[Start of Attachment]
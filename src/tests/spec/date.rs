// Copyright (c) 2022 Harry [Majored] [hello@majored.pw]
// MIT License (https://github.com/Majored/rs-async-zip/blob/main/LICENSE)

use chrono::{TimeZone, Utc};

use crate::spec::date::ZipDateTime;
use crate::spec::pack::dos_timestamp;

#[test]
fn date_conversion_test_chrono() {
    let original_dt = Utc.timestamp_opt(1666544102, 0).unwrap();
    let zip_dt = ZipDateTime::from(&original_dt);
    let result_dt = zip_dt.as_chrono().single().expect("expected single unique result");
    assert_eq!(result_dt, original_dt);
}

#[test]
fn date_conversion_test() {
    let built = ZipDateTime::from(Utc.with_ymd_and_hms(2000, 9, 8, 7, 5, 4).unwrap());

    assert_eq!(2000, built.year());
    assert_eq!(9, built.month());
    assert_eq!(8, built.day());
    assert_eq!(7, built.hour());
    assert_eq!(5, built.minute());
    assert_eq!(4, built.second());
}

#[test]
fn odd_seconds_are_rounded_down() {
    let built = ZipDateTime::from(Utc.with_ymd_and_hms(2021, 3, 14, 15, 9, 27).unwrap());
    assert_eq!(26, built.second());
}

#[test]
fn dos_timestamp_layout() {
    let dt = Utc.with_ymd_and_hms(2000, 9, 8, 7, 5, 4).unwrap();
    let expected = (20 << 25) | (9 << 21) | (8 << 16) | (7 << 11) | (5 << 5) | 2;

    assert_eq!(expected, dos_timestamp(&dt));
}

#[test]
fn dates_before_1980_are_clamped() {
    let dt = Utc.with_ymd_and_hms(1970, 6, 15, 12, 30, 0).unwrap();
    let zip_dt = ZipDateTime::from(&dt);

    assert_eq!((1980, 1, 1), (zip_dt.year(), zip_dt.month(), zip_dt.day()));
    assert_eq!((0, 0, 0), (zip_dt.hour(), zip_dt.minute(), zip_dt.second()));
    assert_eq!(0x0021_0000, dos_timestamp(&dt));
}

#[test]
fn dates_after_2107_are_clamped() {
    let zip_dt = ZipDateTime::from(Utc.with_ymd_and_hms(2200, 1, 1, 0, 0, 0).unwrap());

    assert_eq!((2107, 12, 31), (zip_dt.year(), zip_dt.month(), zip_dt.day()));
    assert_eq!((23, 59, 58), (zip_dt.hour(), zip_dt.minute(), zip_dt.second()));
}

#[test]
fn first_representable_instant() {
    let dt = Utc.with_ymd_and_hms(1980, 1, 1, 0, 0, 0).unwrap();
    assert_eq!(dos_timestamp(&dt), dos_timestamp(&Utc.timestamp_opt(0, 0).unwrap()));
}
[End of Attachment]
→ Directions: Only lines that contain "Majored" are needed, so copy each of them from the data.

→ Answer to this task:
// Copyright (c) 2022 Harry [Majored] [hello@majored.pw]
// MIT License (https://github.com/Majored/rs-async-zip/blob/main/LICENSE)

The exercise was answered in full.